Gotcha.  Thanks for putting that up, it's fun to watch.


----------



## o3jeff (Jul 8, 2011)

I guess I haven't ridden that side in a long time, I don't even recognize the trails.


----------



## bvibert (Jul 8, 2011)

o3jeff said:


> I guess I haven't ridden that side in a long time, I don't even recognize the trails.



Seriously?  Gotta get yourself over there!


----------



## WoodCore (Jul 8, 2011)

Here's some more video!



I dropped the quality down so it would upload faster but will upgrade to HQ when time permits.


----------



## MTN-FUN (Jul 8, 2011)

I love the tune selection - totally goes with Brian's bad ass black outfit (cuz I'm a chick...outfits are important, ya know!)  =)


----------



## bvibert (Jul 8, 2011)

I'm digging the tune too.  Glad you like my outfit, that is the most important part about mountain biking...  

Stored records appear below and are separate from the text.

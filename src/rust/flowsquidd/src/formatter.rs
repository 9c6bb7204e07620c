//! Turns a flow record into squid-style log lines.
//!
//! Only flows with exactly one local end are logged. The local end is
//! the "subject": its address, port and device identity fill the
//! client columns; the other end fills the destination columns.

use crate::context::Context;
use crate::device_cache::DeviceCache;
use crate::netflow5::FlowEvent;
use chrono::{Datelike, TimeZone, Timelike, Utc};
use chrono_tz::Tz;
use flowsquid_config::{IgnoreList, SubnetMatcher};
use std::net::{IpAddr, Ipv4Addr};
use std::sync::Arc;
use tracing::{debug, trace};

#[derive(Debug, Clone, Copy, PartialEq, Eq)]
pub enum Direction {
    /// Destination is local.
    Inbound,
    /// Source is local.
    Outbound,
}

impl Direction {
    /// Decides direction from subnet membership. Flows where both or
    /// neither end is local have none.
    pub fn classify(subnets: &SubnetMatcher, src: Ipv4Addr, dst: Ipv4Addr) -> Option<Self> {
        match (subnets.contains(dst), subnets.contains(src)) {
            (true, false) => Some(Self::Inbound),
            (false, true) => Some(Self::Outbound),
            _ => None,
        }
    }

    fn tag(self) -> &'static str {
        match self {
            Self::Inbound => "packet_netflow",
            Self::Outbound => "packet_netflow_inverse",
        }
    }

    fn csv_tag(self) -> &'static str {
        match self {
            Self::Inbound => "NF_PACKET",
            Self::Outbound => "NF_I_PACKET",
        }
    }
}

/// Squid "method" column for an IP protocol number.
pub fn protocol_name(protocol: u8) -> &'static str {
    match protocol {
        6 => "TCP_PACKET",
        17 => "UDP_PACKET",
        1 => "ICMP_PACKET",
        _ => "OTHER_PACKET",
    }
}

/// The lines produced for one flow. They are written or dropped together.
#[derive(Debug, Clone, PartialEq, Eq)]
pub struct FormattedFlow {
    pub text: String,
    pub csv: Option<String>,
}

pub struct Formatter {
    subnets: Arc<SubnetMatcher>,
    ignore: Arc<IgnoreList>,
    cache: Arc<DeviceCache>,
    time_zone: Tz,
    csv: bool,
}

impl Formatter {
    pub fn new(ctx: &Context) -> Self {
        Self {
            subnets: ctx.subnets.clone(),
            ignore: ctx.ignore.clone(),
            cache: ctx.cache.clone(),
            time_zone: ctx.time_zone,
            csv: ctx.config.csv,
        }
    }

    /// Formats one flow. `None` means nothing is logged for it.
    pub fn format(&self, event: &FlowEvent) -> Option<FormattedFlow> {
        let record = &event.record;
        let Some(direction) = Direction::classify(&self.subnets, record.src_addr, record.dst_addr)
        else {
            trace!(
                "No local end in {} -> {}, skipping",
                record.src_addr,
                record.dst_addr
            );
            return None;
        };

        let (subject, subject_port, other, other_port) = match direction {
            Direction::Inbound => (
                record.dst_addr,
                record.dst_port,
                record.src_addr,
                record.src_port,
            ),
            Direction::Outbound => (
                record.src_addr,
                record.src_port,
                record.dst_addr,
                record.dst_port,
            ),
        };
        let subject_str = subject.to_string();
        if self.ignore.should_drop_ip(&subject_str) {
            return None;
        }

        let snapshot = self.cache.snapshot();
        let device = snapshot.get(&subject);
        if device.is_none() {
            debug!("No device known for {subject_str}, requesting refresh");
            self.cache.schedule_immediate();
        }
        let mac = device
            .and_then(|d| d.display_mac())
            .unwrap_or(subject_str.as_str());
        let host_name = device.map(|d| d.host_name.as_str()).unwrap_or("");
        let comment = device.map(|d| d.comment.as_str()).unwrap_or("");

        let unix_secs = event.header.unix_secs;
        let duration = record.duration_ms();
        let protocol = protocol_name(record.prot);
        let router = router_ip(event.router.ip());

        let text = format!(
            "{unix_secs}.000 {duration:>6} {subject_str} {protocol}/- {bytes} HEAD {other}:{other_port} {mac} FIRSTUP_PARENT/{router} {tag}/:{subject_port} {host_name} {comment}",
            bytes = record.d_octets,
            tag = direction.tag(),
        );
        if self.ignore.should_drop_line(&text) {
            return None;
        }

        let csv = self.csv.then(|| {
            let time = self.time_columns(unix_secs);
            format!(
                "{unix_secs}|{time}|{duration}|{bytes}|{subject_str}|{host_name}|{subject_port}|{mac}|{other}|{other_port}|{other}:{other_port}|{tag}|200|{protocol}|{mac}|DATA_FROM|{router}|-",
                bytes = record.d_octets,
                tag = direction.csv_tag(),
            )
        });

        Some(FormattedFlow { text, csv })
    }

    /// `year|Month|day|hour|minute|second|±HHMM` in the configured zone.
    fn time_columns(&self, unix_secs: u32) -> String {
        let utc = Utc
            .timestamp_opt(i64::from(unix_secs), 0)
            .single()
            .unwrap_or_default();
        let local = utc.with_timezone(&self.time_zone);
        format!(
            "{}|{}|{}|{}|{}|{}|{}",
            local.year(),
            local.format("%B"),
            local.day(),
            local.hour(),
            local.minute(),
            local.second(),
            local.format("%z"),
        )
    }
}

/// Exporters reached through a dual-stack socket show up as mapped v6.
fn router_ip(ip: IpAddr) -> IpAddr {
    match ip {
        IpAddr::V6(v6) => v6.to_ipv4_mapped().map(IpAddr::V4).unwrap_or(ip),
        v4 => v4,
    }
}

#[cfg(test)]
mod test {
    use super::*;
    use crate::device_cache::test_support::device;
    use crate::device_cache::RefreshCommand;
    use crate::netflow5::{decode, test_support::*};
    use flowsquid_config::{CliArgs, Config, ConfigFile};
    use std::path::PathBuf;
    use tokio::sync::mpsc::Receiver;

    const UNIX: u32 = 1_628_047_627;

    fn context(csv: bool, ignore: &[&str]) -> (Context, Receiver<RefreshCommand>) {
        let cli = CliArgs {
            log_file: Some(PathBuf::from("/tmp/unused.log")),
            subnets: vec!["192.168.65.0/24".to_string()],
            ignore_list: ignore.iter().map(|s| s.to_string()).collect(),
            csv: Some(csv),
            location: Some("Asia/Yekaterinburg".to_string()),
            ..Default::default()
        };
        let config = Config::merge(&cli, ConfigFile::default()).unwrap();
        let (ctx, rx) = Context::new(config);
        ctx.cache.replace_snapshot(vec![device(
            Ipv4Addr::new(192, 168, 65, 10),
            "c8:58:c0:38:68:a5",
            "root-hp",
            "nb=vlad",
        )]);
        (ctx, rx)
    }

    fn event(record: TestRecord) -> FlowEvent {
        let buf = build_datagram(5, UNIX, &[record]);
        decode(&buf, "10.0.0.1:40000".parse().unwrap())
            .unwrap()
            .into_events()
            .next()
            .unwrap()
    }

    fn swapped() -> TestRecord {
        let r = TestRecord::default();
        TestRecord {
            src: r.dst,
            dst: r.src,
            src_port: r.dst_port,
            dst_port: r.src_port,
            ..r
        }
    }

    #[test]
    fn inbound_flow_from_known_device() {
        let (ctx, mut rx) = context(true, &[]);
        let out = Formatter::new(&ctx).format(&event(TestRecord::default())).unwrap();
        assert_eq!(
            out.text,
            "1628047627.000  44459 192.168.65.10 TCP_PACKET/- 9193 HEAD 8.8.8.8:443 c8:58:c0:38:68:a5 FIRSTUP_PARENT/10.0.0.1 packet_netflow/:51000 root-hp nb=vlad"
        );
        assert_eq!(
            out.csv.unwrap(),
            "1628047627|2021|August|4|8|27|7|+0500|44459|9193|192.168.65.10|root-hp|51000|c8:58:c0:38:68:a5|8.8.8.8|443|8.8.8.8:443|NF_PACKET|200|TCP_PACKET|c8:58:c0:38:68:a5|DATA_FROM|10.0.0.1|-"
        );
        // A hit does not ask for a refresh
        assert!(rx.try_recv().is_err());
    }

    #[test]
    fn outbound_flow_keeps_local_subject() {
        let (ctx, _rx) = context(true, &[]);
        let out = Formatter::new(&ctx).format(&event(swapped())).unwrap();
        assert_eq!(
            out.text,
            "1628047627.000  44459 192.168.65.10 TCP_PACKET/- 9193 HEAD 8.8.8.8:443 c8:58:c0:38:68:a5 FIRSTUP_PARENT/10.0.0.1 packet_netflow_inverse/:51000 root-hp nb=vlad"
        );
        let csv = out.csv.unwrap();
        let fields: Vec<&str> = csv.split('|').collect();
        assert_eq!(fields.len(), 24);
        assert_eq!(fields[10], "192.168.65.10");
        assert_eq!(fields[17], "NF_I_PACKET");
    }

    #[test]
    fn miss_uses_ip_as_mac_and_requests_refresh() {
        let (ctx, mut rx) = context(false, &[]);
        let record = TestRecord {
            dst: Ipv4Addr::new(192, 168, 65, 77),
            ..Default::default()
        };
        let out = Formatter::new(&ctx).format(&event(record)).unwrap();
        let fields: Vec<&str> = out.text.split(' ').collect();
        // Two spaces before the duration leave an empty field at index 1
        assert_eq!(fields[8], "192.168.65.77");
        assert!(out.text.ends_with("packet_netflow/:51000  "));
        assert_eq!(rx.try_recv().ok(), Some(RefreshCommand::ScheduleImmediate));
    }

    #[test]
    fn csv_only_when_enabled() {
        let (ctx, _rx) = context(false, &[]);
        let out = Formatter::new(&ctx).format(&event(TestRecord::default())).unwrap();
        assert!(out.csv.is_none());
    }

    #[test]
    fn ignored_subject_produces_nothing() {
        let (ctx, mut rx) = context(true, &["192.168.65.99"]);
        let formatter = Formatter::new(&ctx);
        let record = TestRecord {
            dst: Ipv4Addr::new(192, 168, 65, 99),
            ..Default::default()
        };
        assert!(formatter.format(&event(record)).is_none());
        let record = TestRecord {
            src: Ipv4Addr::new(192, 168, 65, 99),
            dst: Ipv4Addr::new(1, 1, 1, 1),
            ..Default::default()
        };
        assert!(formatter.format(&event(record)).is_none());
        // Dropped before the lookup, so no refresh either
        assert!(rx.try_recv().is_err());
    }

    #[test]
    fn ignore_matches_anywhere_in_the_line() {
        let (ctx, _rx) = context(true, &["root-hp"]);
        assert!(Formatter::new(&ctx)
            .format(&event(TestRecord::default()))
            .is_none());
    }

    #[test]
    fn both_or_neither_local_is_dropped() {
        let (ctx, _rx) = context(true, &[]);
        let formatter = Formatter::new(&ctx);
        let both = TestRecord {
            src: Ipv4Addr::new(192, 168, 65, 20),
            ..Default::default()
        };
        assert!(formatter.format(&event(both)).is_none());
        let same = TestRecord {
            src: Ipv4Addr::new(192, 168, 65, 10),
            ..Default::default()
        };
        assert!(formatter.format(&event(same)).is_none());
        let neither = TestRecord {
            dst: Ipv4Addr::new(1, 1, 1, 1),
            ..Default::default()
        };
        assert!(formatter.format(&event(neither)).is_none());
    }

    #[test]
    fn empty_subnet_list_logs_nothing() {
        let matcher = SubnetMatcher::new::<&str>(&[]);
        assert_eq!(
            Direction::classify(&matcher, Ipv4Addr::new(8, 8, 8, 8), Ipv4Addr::new(10, 0, 0, 1)),
            None
        );
    }

    #[test]
    fn protocol_names() {
        assert_eq!(protocol_name(6), "TCP_PACKET");
        assert_eq!(protocol_name(17), "UDP_PACKET");
        assert_eq!(protocol_name(1), "ICMP_PACKET");
        assert_eq!(protocol_name(47), "OTHER_PACKET");
    }

    #[test]
    fn duration_is_right_aligned() {
        let (ctx, _rx) = context(false, &[]);
        let record = TestRecord {
            first: 0,
            last: 7,
            protocol: 17,
            ..Default::default()
        };
        let out = Formatter::new(&ctx).format(&event(record)).unwrap();
        assert!(out.text.starts_with("1628047627.000      7 192.168.65.10 UDP_PACKET/- "));
    }

    #[test]
    fn mapped_router_address_is_shown_as_v4() {
        let mapped: IpAddr = "::ffff:10.0.0.1".parse().unwrap();
        assert_eq!(router_ip(mapped), IpAddr::V4(Ipv4Addr::new(10, 0, 0, 1)));
    }
}
//! Breadth-first (heap-indexed) tree layout.
//!
//! ```text
//! Level 0:           [1]
//! Level 1:        [2]   [3]
//! Level 2:      [4][5] [6][7]
//! ```
//!
//! The children of slot `i` live at `2i` (left) and `2i + 1` (right). Slot 0
//! and any slot below a leaf hold [`Node::UNUSED`]. The array length is
//! `2^(depth + 1)`, so a tree of depth 3 occupies 16 slots.

use std::path::Path;

use log::debug;

use crate::error::ModelError;
use crate::io::dump::{DumpNode, TreeDump, ROOT_ID};

use super::{Node, NodeId, NodeKind, TreeValidationError};

/// Deepest tree the breadth-first layout accepts (`2^21` slots).
pub const MAX_BREADTH_FIRST_DEPTH: usize = 20;

/// Index of the root slot.
pub const ROOT_SLOT: usize = 1;

/// A tree stored in breadth-first heap order.
#[derive(Debug, Clone, PartialEq)]
pub struct BreadthFirstTree {
    nodes: Box<[Node]>,
}

/// Parse a dump and lay it out breadth-first.
pub fn load_breadth_first(source: &str) -> Result<BreadthFirstTree, ModelError> {
    let dump = TreeDump::parse(source)?;
    BreadthFirstTree::from_dump(&dump)
}

impl BreadthFirstTree {
    /// Read a dump file and lay it out breadth-first.
    pub fn from_file(path: impl AsRef<Path>) -> Result<Self, ModelError> {
        Self::from_dump(&TreeDump::from_file(path)?)
    }

    /// Lay out a dump. The dump is validated first.
    pub fn from_dump(dump: &TreeDump) -> Result<Self, ModelError> {
        dump.validate()?;
        let depth = dump.depth();
        if depth > MAX_BREADTH_FIRST_DEPTH {
            return Err(TreeValidationError::TooDeep {
                depth,
                max_depth: MAX_BREADTH_FIRST_DEPTH,
            }
            .into());
        }

        let mut nodes = vec![Node::UNUSED; 1 << (depth + 1)];
        let mut stack = vec![(ROOT_ID, ROOT_SLOT)];
        while let Some((id, slot)) = stack.pop() {
            let Some(node) = dump.node(id) else {
                continue;
            };
            match *node {
                DumpNode::Split { condition, yes, no } => {
                    nodes[slot] = Node::split(condition, 0);
                    stack.push((no, 2 * slot + 1));
                    stack.push((yes, 2 * slot));
                }
                DumpNode::Leaf(value) => nodes[slot] = Node::leaf(value),
            }
        }

        debug!(
            "breadth-first layout: {} slots for {} nodes",
            nodes.len(),
            dump.num_nodes()
        );
        Ok(Self {
            nodes: nodes.into_boxed_slice(),
        })
    }

    /// Rebuild from a raw slot array, checking the heap encoding.
    ///
    /// Every split must have both children in bounds and in use, and every
    /// used slot must hang below a split (or be the root). The array must end
    /// with the deepest level: `2^(depth + 1)` slots, no padding.
    pub fn from_nodes(nodes: Vec<Node>) -> Result<Self, TreeValidationError> {
        if nodes.len() <= ROOT_SLOT {
            return Err(TreeValidationError::EmptyTree);
        }
        if nodes[ROOT_SLOT].is_unused() {
            return Err(TreeValidationError::MissingRoot(ROOT_ID));
        }
        if !nodes[0].is_unused() {
            return Err(TreeValidationError::UnreachableNode { node: 0 });
        }

        for (slot, node) in nodes.iter().enumerate().skip(ROOT_SLOT) {
            if node.is_split() {
                for (side, child) in [("left", 2 * slot), ("right", 2 * slot + 1)] {
                    if nodes.get(child).map_or(true, Node::is_unused) {
                        return Err(TreeValidationError::ChildOutOfBounds {
                            node: slot as NodeId,
                            side,
                            child: child as NodeId,
                        });
                    }
                }
            }
            if slot > ROOT_SLOT && !node.is_unused() && !nodes[slot / 2].is_split() {
                return Err(TreeValidationError::UnreachableNode {
                    node: slot as NodeId,
                });
            }
        }

        // The root is in use, so a deepest used slot exists.
        let deepest = nodes.iter().rposition(|n| !n.is_unused()).unwrap_or(ROOT_SLOT);
        let depth = (usize::BITS - 1 - deepest.leading_zeros()) as usize;
        if depth > MAX_BREADTH_FIRST_DEPTH {
            return Err(TreeValidationError::TooDeep {
                depth,
                max_depth: MAX_BREADTH_FIRST_DEPTH,
            });
        }
        let expected = 1usize << (depth + 1);
        if nodes.len() > expected {
            return Err(TreeValidationError::TrailingNodes {
                count: nodes.len() - expected,
            });
        }
        if nodes.len() < expected {
            return Err(TreeValidationError::SlotCountMismatch {
                expected,
                actual: nodes.len(),
            });
        }

        Ok(Self {
            nodes: nodes.into_boxed_slice(),
        })
    }

    /// All slots, including slot 0 and unused placeholders.
    #[inline]
    pub fn nodes(&self) -> &[Node] {
        &self.nodes
    }

    /// Number of slots in the array.
    #[inline]
    pub fn num_slots(&self) -> usize {
        self.nodes.len()
    }

    pub fn num_splits(&self) -> usize {
        self.nodes.iter().filter(|n| n.is_split()).count()
    }

    pub fn num_leaves(&self) -> usize {
        self.nodes.iter().filter(|n| n.is_leaf()).count()
    }

    /// Re-serialize as a dump. Node ids are `slot - 1`, the numbering XGBoost
    /// uses for complete trees.
    pub fn to_dump(&self) -> TreeDump {
        let mut dump = TreeDump::new();
        for (slot, node) in self.nodes.iter().enumerate().skip(ROOT_SLOT) {
            let id = (slot - 1) as NodeId;
            dump = match node.kind {
                NodeKind::Split => {
                    dump.with_split(id, node.condition(), (2 * slot - 1) as NodeId, (2 * slot) as NodeId)
                }
                NodeKind::Leaf => dump.with_leaf(id, node.leaf_value),
                NodeKind::Unused => dump,
            };
        }
        dump
    }
}

#[cfg(test)]
mod tests {
    use super::*;
    use crate::repr::SplitCondition;

    const DEPTH_TWO: &str = "\
0:[f0<0.5] yes=1,no=2,missing=1
\t1:leaf=1
\t2:[f1<0.3] yes=3,no=4,missing=4
\t\t3:leaf=2
\t\t4:leaf=3
";

    #[test]
    fn layout_places_children_at_heap_slots() {
        let tree = load_breadth_first(DEPTH_TWO).unwrap();
        let nodes = tree.nodes();

        assert_eq!(tree.num_slots(), 8);
        assert!(nodes[0].is_unused());
        assert_eq!(nodes[1].condition(), SplitCondition::new(0, 0.5, true));
        assert_eq!(nodes[2], Node::leaf(1.0));
        assert_eq!(nodes[3].condition(), SplitCondition::new(1, 0.3, false));
        assert!(nodes[4].is_unused());
        assert!(nodes[5].is_unused());
        assert_eq!(nodes[6], Node::leaf(2.0));
        assert_eq!(nodes[7], Node::leaf(3.0));
        assert_eq!(tree.num_splits(), 2);
        assert_eq!(tree.num_leaves(), 3);
    }

    #[test]
    fn single_leaf_tree() {
        let tree = load_breadth_first("0:leaf=4.5\n").unwrap();
        assert_eq!(tree.num_slots(), 2);
        assert_eq!(tree.nodes()[1], Node::leaf(4.5));
    }

    #[test]
    fn from_nodes_accepts_own_layout() {
        let tree = load_breadth_first(DEPTH_TWO).unwrap();
        let rebuilt = BreadthFirstTree::from_nodes(tree.nodes().to_vec()).unwrap();
        assert_eq!(tree, rebuilt);
    }

    #[test]
    fn from_nodes_rejects_missing_child() {
        let tree = load_breadth_first(DEPTH_TWO).unwrap();
        let mut nodes = tree.nodes().to_vec();
        nodes[7] = Node::UNUSED;
        assert_eq!(
            BreadthFirstTree::from_nodes(nodes),
            Err(TreeValidationError::ChildOutOfBounds {
                node: 3,
                side: "right",
                child: 7
            })
        );
    }

    #[test]
    fn from_nodes_rejects_orphan_slot() {
        let tree = load_breadth_first(DEPTH_TWO).unwrap();
        let mut nodes = tree.nodes().to_vec();
        nodes[4] = Node::leaf(9.0);
        assert_eq!(
            BreadthFirstTree::from_nodes(nodes),
            Err(TreeValidationError::UnreachableNode { node: 4 })
        );
    }

    #[test]
    fn from_nodes_rejects_padding_after_deepest_level() {
        let tree = load_breadth_first(DEPTH_TWO).unwrap();
        let mut nodes = tree.nodes().to_vec();
        nodes.resize(16, Node::UNUSED);
        assert_eq!(
            BreadthFirstTree::from_nodes(nodes),
            Err(TreeValidationError::TrailingNodes { count: 8 })
        );
    }

    #[test]
    fn from_nodes_rejects_short_last_level() {
        // Depth 2 with the last level cut after the left split's children.
        let nodes = vec![
            Node::UNUSED,
            Node::split(SplitCondition::new(0, 0.5, true), 0),
            Node::split(SplitCondition::new(1, 0.5, true), 0),
            Node::leaf(1.0),
            Node::leaf(2.0),
            Node::leaf(3.0),
        ];
        assert_eq!(
            BreadthFirstTree::from_nodes(nodes),
            Err(TreeValidationError::SlotCountMismatch {
                expected: 8,
                actual: 6
            })
        );
    }

    #[test]
    fn from_nodes_rejects_truncated_array() {
        let tree = load_breadth_first(DEPTH_TWO).unwrap();
        let nodes = tree.nodes()[..4].to_vec();
        assert!(matches!(
            BreadthFirstTree::from_nodes(nodes),
            Err(TreeValidationError::ChildOutOfBounds { node: 3, .. })
        ));
        assert_eq!(
            BreadthFirstTree::from_nodes(vec![Node::UNUSED]),
            Err(TreeValidationError::EmptyTree)
        );
    }

    #[test]
    fn dump_round_trip_preserves_layout() {
        let tree = load_breadth_first(DEPTH_TWO).unwrap();
        let reloaded = load_breadth_first(&tree.to_dump().to_text()).unwrap();
        assert_eq!(tree, reloaded);
    }

    #[test]
    fn too_deep_tree_is_rejected() {
        // A left-leaning chain one level deeper than the layout allows.
        let depth = MAX_BREADTH_FIRST_DEPTH + 1;
        let mut text = String::new();
        for level in 0..depth {
            let id = 2 * level;
            text.push_str(&format!("{id}:[f0<0.5] yes={},no={}\n", id + 2, id + 1));
            text.push_str(&format!("{}:leaf=0\n", id + 1));
        }
        text.push_str(&format!("{}:leaf=1\n", 2 * depth));

        let err = load_breadth_first(&text).unwrap_err();
        assert!(matches!(
            err,
            ModelError::MalformedModel(TreeValidationError::TooDeep { depth: 21, .. })
        ));
    }
}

Thanks for putting that up Woodcore!  I felt way more bad ass in my than I look on film... :lol:


----------



## powhunter (Jul 9, 2011)

Nive vid boys!!

Steveo


----------



## noreasterbackcountry (Jul 13, 2011)

Nice video.  Thanks for posting.  It's nice to get a peek at the trails down there.  I've been meaning to get down to CT to check out some of the trails.  Maybe this Fall.


----------



## BackLoafRiver (Jul 13, 2011)

Nice videos!!! I'd kill to see Rage live.

I hear so much about this place from the guys on the forum, it is nice to be able to put trail sights with descriptions.  I need to bring my bike down to check it out.


----------



## bvibert (Jul 13, 2011)

If either of you guys ever come down for a ride be sure to give me a yell, I'll show you around, we might even be able to get some of the other guys out of their holes for such an occasion...


----------



## noreasterbackcountry (Jul 15, 2011)

Absolutely. And if you're in the Western Boston 'Burbs and need a tour of Leominster, Belmont, Burlington (MA), or Great Brook Farm, let me know.


----------